= Activity =
Copy exactly the lines of the data below that run from the line holding "Transient working state" through the line holding "mod saved_poem;", both ends included.

───── Data listing

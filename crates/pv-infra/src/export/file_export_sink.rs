use anyhow::{bail, Context, Result};
use async_trait::async_trait;
use pv_core::poem::PoemExport;
use pv_core::ports::ExportSinkPort;
use std::io::ErrorKind;
use std::path::{Path, PathBuf};
use tokio::fs::{self, OpenOptions};
use tokio::io::AsyncWriteExt;
use tracing::debug;

const MAX_NAME_ATTEMPTS: u32 = 10_000;

/// Writes exported poems into a directory the way a browser download does:
/// an existing `name.txt` makes the next one `name (1).txt`, then
/// `name (2).txt`, and so on. Existing files are never overwritten.
pub struct FileExportSink {
    dir: PathBuf,
}

impl FileExportSink {
    pub fn new(dir: impl Into<PathBuf>) -> Self {
        Self { dir: dir.into() }
    }

    pub fn dir(&self) -> &Path {
        &self.dir
    }
}

fn candidate_name(file_name: &str, attempt: u32) -> String {
    if attempt == 0 {
        return file_name.to_string();
    }
    let path = Path::new(file_name);
    let stem = path
        .file_stem()
        .map(|s| s.to_string_lossy().into_owned())
        .unwrap_or_default();
    match path.extension() {
        Some(ext) => format!("{stem} ({attempt}).{}", ext.to_string_lossy()),
        None => format!("{stem} ({attempt})"),
    }
}

#[async_trait]
impl ExportSinkPort for FileExportSink {
    async fn deliver(&self, export: &PoemExport) -> Result<PathBuf> {
        // Only the final component is honored.
        let Some(file_name) = Path::new(&export.file_name)
            .file_name()
            .map(|n| n.to_string_lossy().into_owned())
        else {
            bail!("invalid export file name: {:?}", export.file_name);
        };

        fs::create_dir_all(&self.dir)
            .await
            .with_context(|| format!("create export dir failed: {}", self.dir.display()))?;

        for attempt in 0..MAX_NAME_ATTEMPTS {
            let path = self.dir.join(candidate_name(&file_name, attempt));
            let mut file = match OpenOptions::new()
                .write(true)
                .create_new(true)
                .open(&path)
                .await
            {
                Ok(file) => file,
                Err(e) if e.kind() == ErrorKind::AlreadyExists => continue,
                Err(e) => {
                    return Err(e).with_context(|| format!("create export failed: {}", path.display()))
                }
            };

            file.write_all(export.content.as_bytes())
                .await
                .with_context(|| format!("write export failed: {}", path.display()))?;
            file.flush().await?;
            debug!(path = %path.display(), "Export written");
            return Ok(path);
        }

        bail!(
            "no free file name for {} in {}",
            file_name,
            self.dir.display()
        )
    }
}
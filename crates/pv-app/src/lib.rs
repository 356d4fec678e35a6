//! PhotoVerse Application Orchestration Layer
//!
//! This crate contains the persistence cell, the photo session and the
//! use cases built on top of the `pv-core` ports.

pub mod collection;
pub mod deps;
pub mod persistence;
pub mod session;
pub mod usecases;

pub use collection::SavedPoems;
pub use deps::{App, AppDeps};
pub use persistence::{DurableKeyedStore, PersistedCell};
pub use session::{IngestOutcome, PhotoSession, SessionError, WorkingState};
use pv_core::photo::{DataUri, PhotoFile};

use super::SessionError;

/// Snapshot of the session. Nothing in here is persisted.
#[derive(Debug, Clone, Default, PartialEq, Eq)]
pub struct WorkingState {
    /// Currently selected file.
    pub photo: Option<PhotoFile>,
    /// Data URI of `photo`, present once encoding has finished.
    pub preview: Option<DataUri>,
    /// Most recently generated poem.
    pub poem: Option<String>,
    /// A generation call is in flight.
    pub busy: bool,
    pub error: Option<SessionError>,
}

impl WorkingState {
    pub fn can_generate(&self) -> bool {
        self.preview.is_some() && !self.busy
    }

    pub fn can_save(&self) -> bool {
        self.preview.is_some() && self.poem.is_some()
    }
}
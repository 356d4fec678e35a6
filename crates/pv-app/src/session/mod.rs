//! Transient working state for one photo → poem round: the selected file,
//! its data-URI preview, the generated poem and the generation status.

mod error;
mod photo_session;
mod working_state;

pub use error::{SessionError, GENERATION_FALLBACK_MESSAGE};
pub use photo_session::{GenerationTicket, IngestOutcome, PhotoSession};
pub use working_state::WorkingState;
use async_trait::async_trait;
use std::path::PathBuf;

use crate::poem::PoemExport;

/// Delivers an export artifact to the user (a download, a file on disk).
#[async_trait]
pub trait ExportSinkPort: Send + Sync {
    /// Returns where the artifact ended up.
    async fn deliver(&self, export: &PoemExport) -> anyhow::Result<PathBuf>;
}
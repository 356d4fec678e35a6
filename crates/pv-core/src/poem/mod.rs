//! Saved poems and the rules governing the persisted collection.

mod collection;
mod export;
mod saved_poem;

pub use collection::{prepend_capped, remove_by_id, MAX_SAVED_POEMS, SAVED_POEMS_KEY};
pub use export::PoemExport;
pub use saved_poem::SavedPoem;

──────────

= Response below =
//! Transient working state for one photo → poem round: the selected file,
//! its data-URI preview, the generated poem and the generation status.

mod error;
mod photo_session;
mod working_state;

pub use error::{SessionError, GENERATION_FALLBACK_MESSAGE};
pub use photo_session::{GenerationTicket, IngestOutcome, PhotoSession};
pub use working_state::WorkingState;
use async_trait::async_trait;
use std::path::PathBuf;

use crate::poem::PoemExport;

/// Delivers an export artifact to the user (a download, a file on disk).
#[async_trait]
pub trait ExportSinkPort: Send + Sync {
    /// Returns where the artifact ended up.
    async fn deliver(&self, export: &PoemExport) -> anyhow::Result<PathBuf>;
}
repository 356d4fec678e35a6
filename crates/pv-core/src/poem/mod.rs
//! Saved poems and the rules governing the persisted collection.

mod collection;
mod export;
mod saved_poem;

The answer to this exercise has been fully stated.